Social Justice in the Liberal State
- Author: Bruce A. Ackerman
- Language: English
- Genre: Philosophy
- Publisher: Yale University Press
- Publication date: 1980
- Publication place: United States
- ISBN: 0-300-02439-8

= Social Justice in the Liberal State =

Book by Bruce A. Ackerman

Social Justice in the Liberal State is a book of political philosophy written by Bruce A. Ackerman. It examines the foundations of liberalism and liberal democracy. Ackerman addresses the positive case for a liberalism that glorifies neither the state bureaucracy nor the private market.

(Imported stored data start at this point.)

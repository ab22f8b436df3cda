//! Serializable description of the retained scene holding the user's image.
//!
//! Coordinates are in stage units (the scene's native display size). By
//! convention `layers[0]` is the stage background layer, which exports skip
//! because the background renderer already paints the card background.

use serde::{Deserialize, Serialize};

use crate::background::ImageRef;
use crate::color::ColorValue;

/// A whole scene.
#[derive(Debug, Clone, PartialEq, Serialize, Deserialize)]
pub struct SceneDescription {
    /// Native stage width.
    pub width: f64,
    /// Native stage height.
    pub height: f64,
    /// Layers bottom to top.
    #[serde(default)]
    pub layers: Vec<LayerDescription>,
}

/// One scene layer.
#[derive(Debug, Clone, PartialEq, Serialize, Deserialize)]
pub struct LayerDescription {
    pub name: String,
    #[serde(default = "default_true")]
    pub visible: bool,
    #[serde(default)]
    pub nodes: Vec<NodeDescription>,
}

fn default_true() -> bool {
    true
}

fn default_opacity() -> f64 {
    1.0
}

/// Axis-aligned box in stage units.
#[derive(Debug, Clone, Copy, PartialEq, Serialize, Deserialize)]
pub struct NodeBox {
    pub x: f64,
    pub y: f64,
    pub width: f64,
    pub height: f64,
}

impl NodeBox {
    pub fn new(x: f64, y: f64, width: f64, height: f64) -> Self {
        Self {
            x,
            y,
            width,
            height,
        }
    }
}

/// How an image fills its node box.
#[derive(Debug, Clone, Copy, PartialEq, Eq, Hash, Serialize, Deserialize, Default)]
#[serde(rename_all = "lowercase")]
pub enum ImageFit {
    /// Scale to cover the box, cropping overflow.
    Cover,
    /// Scale to fit inside the box, centered.
    #[default]
    Contain,
    /// Stretch to the box ignoring aspect ratio.
    Fill,
}

/// A drawable scene node.
#[derive(Debug, Clone, PartialEq, Serialize, Deserialize)]
#[serde(tag = "kind", rename_all = "snake_case")]
pub enum NodeDescription {
    /// The user's image.
    Image {
        source: ImageRef,
        #[serde(flatten)]
        bounds: NodeBox,
        #[serde(default)]
        fit: ImageFit,
        #[serde(default)]
        corner_radius: f64,
        #[serde(default = "default_opacity")]
        opacity: f64,
    },
    /// A filled rectangle.
    Rect {
        #[serde(flatten)]
        bounds: NodeBox,
        fill: ColorValue,
        #[serde(default)]
        corner_radius: f64,
        #[serde(default = "default_opacity")]
        opacity: f64,
    },
    /// A stroked outline, e.g. a device frame.
    Frame {
        #[serde(flatten)]
        bounds: NodeBox,
        stroke: ColorValue,
        stroke_width: f64,
        #[serde(default)]
        corner_radius: f64,
        #[serde(default = "default_opacity")]
        opacity: f64,
    },
}

impl SceneDescription {
    /// An empty stage with a background layer and a content layer.
    pub fn empty(width: f64, height: f64) -> Self {
        Self {
            width,
            height,
            layers: vec![
                LayerDescription {
                    name: "background".to_string(),
                    visible: true,
                    nodes: vec![],
                },
                LayerDescription {
                    name: "content".to_string(),
                    visible: true,
                    nodes: vec![],
                },
            ],
        }
    }

    /// A stage holding one image centered with `padding_ratio` margin on
    /// each side (relative to the shorter stage side).
    pub fn with_centered_image(
        width: f64,
        height: f64,
        source: ImageRef,
        padding_ratio: f64,
        corner_radius: f64,
    ) -> Self {
        let mut scene = Self::empty(width, height);
        let pad = width.min(height) * padding_ratio.clamp(0.0, 0.45);
        scene.layers[1].nodes.push(NodeDescription::Image {
            source,
            bounds: NodeBox::new(pad, pad, width - 2.0 * pad, height - 2.0 * pad),
            fit: ImageFit::Contain,
            corner_radius,
            opacity: 1.0,
        });
        scene
    }

    /// All image references in draw order.
    pub fn image_sources(&self) -> Vec<&ImageRef> {
        self.layers
            .iter()
            .flat_map(|layer| layer.nodes.iter())
            .filter_map(|node| match node {
                NodeDescription::Image { source, .. } => Some(source),
                _ => None,
            })
            .collect()
    }
}

#[cfg(test)]
mod tests {
    use super::*;

    #[test]
    fn test_node_json_shape() {
        let json = r##"{
            "width": 800, "height": 600,
            "layers": [
                { "name": "background" },
                { "name": "content", "nodes": [
                    { "kind": "image", "source": "shot.png", "x": 40, "y": 40, "width": 720, "height": 520, "fit": "cover", "corner_radius": 12 },
                    { "kind": "frame", "x": 40, "y": 40, "width": 720, "height": 520, "stroke": "#222222", "stroke_width": 4 }
                ] }
            ]
        }"##;
        let scene: SceneDescription = serde_json::from_str(json).unwrap();
        assert_eq!(scene.layers.len(), 2);
        assert!(scene.layers[0].visible);
        match &scene.layers[1].nodes[0] {
            NodeDescription::Image { fit, bounds, opacity, .. } => {
                assert_eq!(*fit, ImageFit::Cover);
                assert_eq!(bounds.width, 720.0);
                assert_eq!(*opacity, 1.0);
            }
            other => panic!("expected image node, got {other:?}"),
        }
        assert_eq!(scene.image_sources(), vec![&ImageRef::new("shot.png")]);
    }

    #[test]
    fn test_centered_image_padding() {
        let scene = SceneDescription::with_centered_image(1000.0, 500.0, ImageRef::new("a.png"), 0.1, 0.0);
        match &scene.layers[1].nodes[0] {
            NodeDescription::Image { bounds, .. } => {
                assert_eq!(*bounds, NodeBox::new(50.0, 50.0, 900.0, 400.0));
            }
            other => panic!("expected image node, got {other:?}"),
        }
    }
}
/// Rows top to bottom, bit 4 is the leftmost column.
fn block_glyph(ch: char) -> [u8; 7] {
    match ch.to_ascii_uppercase() {
        ' ' => [0, 0, 0, 0, 0, 0, 0],
        'A' => [0x0E, 0x11, 0x11, 0x1F, 0x11, 0x11, 0x11],
        'B' => [0x1E, 0x11, 0x11, 0x1E, 0x11, 0x11, 0x1E],
        'C' => [0x0E, 0x11, 0x10, 0x10, 0x10, 0x11, 0x0E],
        'D' => [0x1E, 0x11, 0x11, 0x11, 0x11, 0x11, 0x1E],
        'E' => [0x1F, 0x10, 0x10, 0x1E, 0x10, 0x10, 0x1F],
        'F' => [0x1F, 0x10, 0x10, 0x1E, 0x10, 0x10, 0x10],
        'G' => [0x0E, 0x11, 0x10, 0x17, 0x11, 0x11, 0x0F],
        'H' => [0x11, 0x11, 0x11, 0x1F, 0x11, 0x11, 0x11],
        'I' => [0x0E, 0x04, 0x04, 0x04, 0x04, 0x04, 0x0E],
        'J' => [0x07, 0x02, 0x02, 0x02, 0x02, 0x12, 0x0C],
        'K' => [0x11, 0x12, 0x14, 0x18, 0x14, 0x12, 0x11],
        'L' => [0x10, 0x10, 0x10, 0x10, 0x10, 0x10, 0x1F],
        'M' => [0x11, 0x1B, 0x15, 0x15, 0x11, 0x11, 0x11],
        'N' => [0x11, 0x11, 0x19, 0x15, 0x13, 0x11, 0x11],
        'O' => [0x0E, 0x11, 0x11, 0x11, 0x11, 0x11, 0x0E],
        'P' => [0x1E, 0x11, 0x11, 0x1E, 0x10, 0x10, 0x10],
        'Q' => [0x0E, 0x11, 0x11, 0x11, 0x15, 0x12, 0x0D],
        'R' => [0x1E, 0x11, 0x11, 0x1E, 0x14, 0x12, 0x11],
        'S' => [0x0F, 0x10, 0x10, 0x0E, 0x01, 0x01, 0x1E],
        'T' => [0x1F, 0x04, 0x04, 0x04, 0x04, 0x04, 0x04],
        'U' => [0x11, 0x11, 0x11, 0x11, 0x11, 0x11, 0x0E],
        'V' => [0x11, 0x11, 0x11, 0x11, 0x11, 0x0A, 0x04],
        'W' => [0x11, 0x11, 0x11, 0x15, 0x15, 0x15, 0x0A],
        'X' => [0x11, 0x11, 0x0A, 0x04, 0x0A, 0x11, 0x11],
        'Y' => [0x11, 0x11, 0x11, 0x0A, 0x04, 0x04, 0x04],
        'Z' => [0x1F, 0x01, 0x02, 0x04, 0x08, 0x10, 0x1F],
        '0' => [0x0E, 0x11, 0x13, 0x15, 0x19, 0x11, 0x0E],
        '1' => [0x04, 0x0C, 0x04, 0x04, 0x04, 0x04, 0x0E],
        '2' => [0x0E, 0x11, 0x01, 0x02, 0x04, 0x08, 0x1F],
        '3' => [0x1F, 0x02, 0x04, 0x02, 0x01, 0x11, 0x0E],
        '4' => [0x02, 0x06, 0x0A, 0x12, 0x1F, 0x02, 0x02],
        '5' => [0x1F, 0x10, 0x1E, 0x01, 0x01, 0x11, 0x0E],
        '6' => [0x06, 0x08, 0x10, 0x1E, 0x11, 0x11, 0x0E],
        '7' => [0x1F, 0x01, 0x02, 0x04, 0x08, 0x08, 0x08],
        '8' => [0x0E, 0x11, 0x11, 0x0E, 0x11, 0x11, 0x0E],
        '9' => [0x0E, 0x11, 0x11, 0x0F, 0x01, 0x02, 0x0C],
        '.' => [0, 0, 0, 0, 0, 0x0C, 0x0C],
        ',' => [0, 0, 0, 0, 0x0C, 0x04, 0x08],
        '!' => [0x04, 0x04, 0x04, 0x04, 0x04, 0, 0x04],
        '?' => [0x0E, 0x11, 0x01, 0x02, 0x04, 0, 0x04],
        '-' => [0, 0, 0, 0x1F, 0, 0, 0],
        '+' => [0, 0x04, 0x04, 0x1F, 0x04, 0x04, 0],
        '=' => [0, 0, 0x1F, 0, 0x1F, 0, 0],
        '_' => [0, 0, 0, 0, 0, 0, 0x1F],
        ':' => [0, 0x0C, 0x0C, 0, 0x0C, 0x0C, 0],
        ';' => [0, 0x0C, 0x0C, 0, 0x0C, 0x04, 0x08],
        '\'' => [0x04, 0x04, 0x08, 0, 0, 0, 0],
        '"' => [0x0A, 0x0A, 0, 0, 0, 0, 0],
        '/' => [0, 0x01, 0x02, 0x04, 0x08, 0x10, 0],
        '(' => [0x02, 0x04, 0x08, 0x08, 0x08, 0x04, 0x02],
        ')' => [0x08, 0x04, 0x02, 0x02, 0x02, 0x04, 0x08],
        '&' => [0x0C, 0x12, 0x14, 0x08, 0x15, 0x12, 0x0D],
        '@' => [0x0E, 0x11, 0x17, 0x15, 0x17, 0x10, 0x0E],
        '#' => [0x0A, 0x0A, 0x1F, 0x0A, 0x1F, 0x0A, 0x0A],
        '%' => [0x18, 0x19, 0x02, 0x04, 0x08, 0x13, 0x03],
        '*' => [0, 0x04, 0x15, 0x0E, 0x15, 0x04, 0],
        // Unknown characters draw a hollow box.
        _ => [0x1F, 0x11, 0x11, 0x11, 0x11, 0x11, 0x1F],
    }
}
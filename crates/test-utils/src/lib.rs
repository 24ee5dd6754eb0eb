//! # wallet-miner-test-utils
//!
//! An in-memory [`LedgerClient`](wallet_miner_common::LedgerClient) with scripted contracts, and
//! the wallet mining world built on top of it.

#![warn(unused_crate_dependencies, unreachable_pub)]

#[macro_use]
extern crate tracing;

mod ledger;
pub use ledger::{Frame, MemoryLedger, Program, Revert};

pub mod fixtures;
pub use fixtures::WalletMiningWorld;

pub mod programs;

/// Initializes tracing for tests.
pub fn init_tracing() {
    let _ = tracing_subscriber::FmtSubscriber::builder()
        .with_env_filter(tracing_subscriber::EnvFilter::from_default_env())
        .try_init();
}
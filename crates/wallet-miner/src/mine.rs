//! Mining a proxy deployment onto a target address.
//!
//! Every attempt is a real creation call through the factory. The resulting address is read back
//! from the factory's creation event; [`predict`] and [`distance`] only report expectations.

use alloy_primitives::{Address, B256, Bytes, Log, U256, keccak256};
use alloy_sol_types::{SolCall, SolEvent};
use serde::Serialize;
use wallet_miner_common::{
    CallRequest, LedgerClient, LedgerError, Receipt, Submission,
    abi::{IProxyFactory, ISafe},
};
use wallet_miner_config::MiningConfig;

pub use wallet_miner_config::CreationScheme;

#[derive(Debug, thiserror::Error)]
pub enum MiningError {
    #[error("no deployment matched the target within {attempts} attempts")]
    ExhaustedBudget { attempts: u64 },
    #[error("attempt {attempt} was rejected by the ledger: {source}")]
    LedgerRejected {
        attempt: u64,
        #[source]
        source: LedgerError,
    },
    #[error("attempt {attempt} emitted no creation event")]
    MissingCreationEvent { attempt: u64 },
    #[error("attempt {attempt} emitted {count} creation events, expected exactly one")]
    AmbiguousCreationEvent { attempt: u64, count: usize },
    #[error("predicting salted deployments requires the proxy creation code")]
    MissingCreationCode,
    #[error(transparent)]
    Ledger(#[from] LedgerError),
}

/// Where a creation event carries the new address.
#[derive(Clone, Copy, Debug, PartialEq, Eq)]
pub struct LogSchema {
    pub topic: B256,
    /// Byte offset of the address inside the log data.
    pub offset: usize,
}

impl LogSchema {
    /// `ProxyCreation(address)` of the Safe v1.1.1 factory: the address is the only, unindexed
    /// parameter, right-aligned in the first data word.
    pub const PROXY_CREATION: Self =
        Self { topic: IProxyFactory::ProxyCreation::SIGNATURE_HASH, offset: 12 };

    pub fn decode(&self, log: &Log) -> Option<Address> {
        let end = self.offset.checked_add(20)?;
        let data = log.data.data.get(self.offset..end)?;
        Some(Address::from_slice(data))
    }

    /// The address carried by the single matching event `emitter` put in `receipt`.
    pub fn created_address(
        &self,
        receipt: &Receipt,
        emitter: Address,
        attempt: u64,
    ) -> Result<Address, MiningError> {
        let events: Vec<_> = receipt.logs_matching(emitter, self.topic).collect();
        match events.as_slice() {
            [] => Err(MiningError::MissingCreationEvent { attempt }),
            [log] => self.decode(log).ok_or(MiningError::MissingCreationEvent { attempt }),
            logs => Err(MiningError::AmbiguousCreationEvent { attempt, count: logs.len() }),
        }
    }
}

impl Default for LogSchema {
    fn default() -> Self {
        Self::PROXY_CREATION
    }
}

/// A Safe proxy deployment request with one mutable field, [`DeploymentTemplate::salt`].
///
/// Under [`CreationScheme::Nonce`] the deployed address only depends on the factory nonce and the
/// salt never reaches the ledger. Under [`CreationScheme::Salted`] the salt is free-form data
/// turned into the salt nonce by [`DeploymentTemplate::salt_nonce`].
#[derive(Clone, Debug, PartialEq, Eq)]
pub struct DeploymentTemplate {
    pub factory: Address,
    pub master_copy: Address,
    pub owners: Vec<Address>,
    pub threshold: U256,
    /// Contract the new wallet delegate-calls during setup.
    pub module: Address,
    /// Calldata of that delegate call.
    pub subcall: Bytes,
    pub fallback_handler: Address,
    pub payment_token: Address,
    pub payment: U256,
    pub payment_receiver: Address,
    pub scheme: CreationScheme,
    pub salt: Bytes,
}

impl DeploymentTemplate {
    /// A single-owner wallet of `owner` that delegate-calls `module` with `subcall` on setup.
    pub fn new(
        factory: Address,
        master_copy: Address,
        owner: Address,
        module: Address,
        subcall: Bytes,
    ) -> Self {
        Self {
            factory,
            master_copy,
            owners: vec![owner],
            threshold: U256::from(1),
            module,
            subcall,
            fallback_handler: Address::ZERO,
            payment_token: Address::ZERO,
            payment: U256::ZERO,
            payment_receiver: owner,
            scheme: CreationScheme::Nonce,
            salt: Bytes::new(),
        }
    }

    /// The template described by `config`, owned by `sender` unless owners are configured.
    pub fn from_config(config: &MiningConfig, sender: Address) -> Self {
        let owners = if config.owners.is_empty() { vec![sender] } else { config.owners.clone() };
        Self {
            owners,
            threshold: U256::from(config.threshold),
            scheme: config.scheme,
            ..Self::new(
                config.factory,
                config.master_copy,
                sender,
                config.module,
                config.subcall.clone(),
            )
        }
    }

    pub fn with_scheme(mut self, scheme: CreationScheme) -> Self {
        self.scheme = scheme;
        self
    }

    /// A copy with the mutable field replaced.
    pub fn with_salt(&self, salt: impl Into<Bytes>) -> Self {
        Self { salt: salt.into(), ..self.clone() }
    }

    /// The Safe `setup(...)` call the new proxy is initialized with.
    pub fn initializer(&self) -> Bytes {
        ISafe::setupCall {
            owners: self.owners.clone(),
            threshold: self.threshold,
            to: self.module,
            data: self.subcall.clone(),
            fallbackHandler: self.fallback_handler,
            paymentToken: self.payment_token,
            payment: self.payment,
            paymentReceiver: self.payment_receiver,
        }
        .abi_encode()
        .into()
    }

    /// The `saltNonce` of a salted creation. Salts longer than a word are hashed.
    pub fn salt_nonce(&self) -> U256 {
        U256::try_from_be_slice(&self.salt)
            .unwrap_or_else(|| U256::from_be_bytes(keccak256(&self.salt).0))
    }

    /// Whether a non-empty salt is set that the factory call never carries.
    pub fn ignores_salt(&self) -> bool {
        self.scheme == CreationScheme::Nonce && !self.salt.is_empty()
    }

    /// Calldata of the factory call deploying this template.
    pub fn creation_call(&self) -> Bytes {
        let call = match self.scheme {
            CreationScheme::Nonce => IProxyFactory::createProxyCall {
                masterCopy: self.master_copy,
                data: self.initializer(),
            }
            .abi_encode(),
            CreationScheme::Salted => IProxyFactory::createProxyWithNonceCall {
                masterCopy: self.master_copy,
                initializer: self.initializer(),
                saltNonce: self.salt_nonce(),
            }
            .abi_encode(),
        };
        call.into()
    }

    /// Address this template deploys to while the factory is at `factory_nonce`.
    ///
    /// `proxy_creation_code` is only needed for [`CreationScheme::Salted`].
    pub fn predict_at(
        &self,
        factory_nonce: u64,
        proxy_creation_code: Option<&[u8]>,
    ) -> Result<Address, MiningError> {
        match self.scheme {
            CreationScheme::Nonce => Ok(self.factory.create(factory_nonce)),
            CreationScheme::Salted => {
                let code = proxy_creation_code.ok_or(MiningError::MissingCreationCode)?;
                let salt_nonce = self.salt_nonce().to_be_bytes::<32>();
                let salt =
                    keccak256([keccak256(self.initializer()).as_slice(), &salt_nonce].concat());
                let init_code_hash =
                    keccak256([code, self.master_copy.into_word().as_slice()].concat());
                Ok(self.factory.create2(salt, init_code_hash))
            }
        }
    }
}

/// Perturbation producing consecutive 32 byte salt nonces, starting at `start`.
pub fn sequential_salts(start: u64) -> impl Fn(u64) -> Bytes {
    move |attempt| {
        let nonce = U256::from(start) + U256::from(attempt);
        Bytes::from(nonce.to_be_bytes::<32>())
    }
}

/// Outcome of a mining run.
#[derive(Clone, Copy, Debug, PartialEq, Eq, Serialize)]
pub struct MinedAddress {
    pub address: Address,
    /// Zero-based index of the attempt that produced `address`.
    pub attempt: u64,
    pub success: bool,
}

/// Predicts where `template` deploys next, without submitting anything.
pub async fn predict<L: LedgerClient + ?Sized>(
    ledger: &L,
    template: &DeploymentTemplate,
    proxy_creation_code: Option<&[u8]>,
) -> Result<Address, MiningError> {
    let nonce = ledger.nonce(template.factory).await?;
    template.predict_at(nonce, proxy_creation_code)
}

/// Number of attempts [`AddressMiner::mine`] needs before it reaches `target`, if it does so
/// within `max_attempts`.
///
/// Assumes nothing else deploys through the factory in between.
pub async fn distance<L: LedgerClient + ?Sized>(
    ledger: &L,
    template: &DeploymentTemplate,
    perturb: impl Fn(u64) -> Bytes,
    target: Address,
    max_attempts: u64,
    proxy_creation_code: Option<&[u8]>,
) -> Result<Option<u64>, MiningError> {
    let nonce = ledger.nonce(template.factory).await?;
    for attempt in 0..max_attempts {
        let candidate = template.with_salt(perturb(attempt));
        if candidate.predict_at(nonce + attempt, proxy_creation_code)? == target {
            return Ok(Some(attempt));
        }
    }
    Ok(None)
}

/// Submits creation calls until one lands on the target.
#[derive(Debug)]
pub struct AddressMiner<'a, L: ?Sized> {
    ledger: &'a L,
    from: Address,
    schema: LogSchema,
    gas_limit: Option<u64>,
}

impl<'a, L: LedgerClient + ?Sized> AddressMiner<'a, L> {
    pub fn new(ledger: &'a L, from: Address) -> Self {
        Self { ledger, from, schema: LogSchema::default(), gas_limit: None }
    }

    pub fn with_schema(mut self, schema: LogSchema) -> Self {
        self.schema = schema;
        self
    }

    pub fn with_gas_limit(mut self, gas_limit: u64) -> Self {
        self.gas_limit = Some(gas_limit);
        self
    }

    /// Deploys `template`, perturbed by `perturb(attempt)`, for attempts `0..max_attempts` and
    /// stops at the first deployment whose address equals `target`.
    ///
    /// Every attempt leaves a deployed proxy behind, including on failure. Under
    /// [`CreationScheme::Nonce`] the perturbation is ignored and only the factory nonce moves.
    pub async fn mine(
        &self,
        template: &DeploymentTemplate,
        perturb: impl Fn(u64) -> Bytes,
        target: Address,
        max_attempts: u64,
    ) -> Result<MinedAddress, MiningError> {
        let mut ignored_salt_reported = false;
        for attempt in 0..max_attempts {
            let candidate = template.with_salt(perturb(attempt));
            if candidate.ignores_salt() && !ignored_salt_reported {
                warn!(
                    attempt,
                    "createProxy takes no salt, the perturbation is ignored and only the factory \
                     nonce changes the address"
                );
                ignored_salt_reported = true;
            }
            let address = self.attempt(&candidate, attempt).await?;
            if address == target {
                info!(attempt, %address, "mined target address");
                return Ok(MinedAddress { address, attempt, success: true });
            }
            debug!(attempt, %address, "deployment missed target");
        }
        Err(MiningError::ExhaustedBudget { attempts: max_attempts })
    }

    async fn attempt(
        &self,
        candidate: &DeploymentTemplate,
        attempt: u64,
    ) -> Result<Address, MiningError> {
        let mut request = CallRequest::new(self.from, candidate.factory, candidate.creation_call());
        request.gas_limit = self.gas_limit;

        let receipt = self
            .ledger
            .submit(Submission::Call(request))
            .await
            .map_err(|source| MiningError::LedgerRejected { attempt, source })?;
        if !receipt.status {
            let source = LedgerError::Rejected(format!("creation {} reverted", receipt.tx_hash));
            return Err(MiningError::LedgerRejected { attempt, source });
        }
        self.schema.created_address(&receipt, candidate.factory, attempt)
    }
}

To Ackerman, liberalism is a kind of structured conversation in which verbal negotiation among those with differing visions of the good life is an alternative to the exercise of naked power. He argues that the premises of a course of contract reasoning can be manipulated so as to yield (more or less) any conclusion that the theorist has some antecedent interest in producing. The social contract is the contract which would be confirmed by the entire population, under ideal conditions, after perfect and complete consideration.

Ackerman offers a suggestion for determining whether any persons among a genetically diverse group are genetically disadvantaged, arguing that to be genetically undominated, a person must possess a set of abilities that permit him to pursue some life purpose that some persons have, with as much facility as any other person is able to pursue that life purpose. He asserts that every person has a right to be genetically undominated.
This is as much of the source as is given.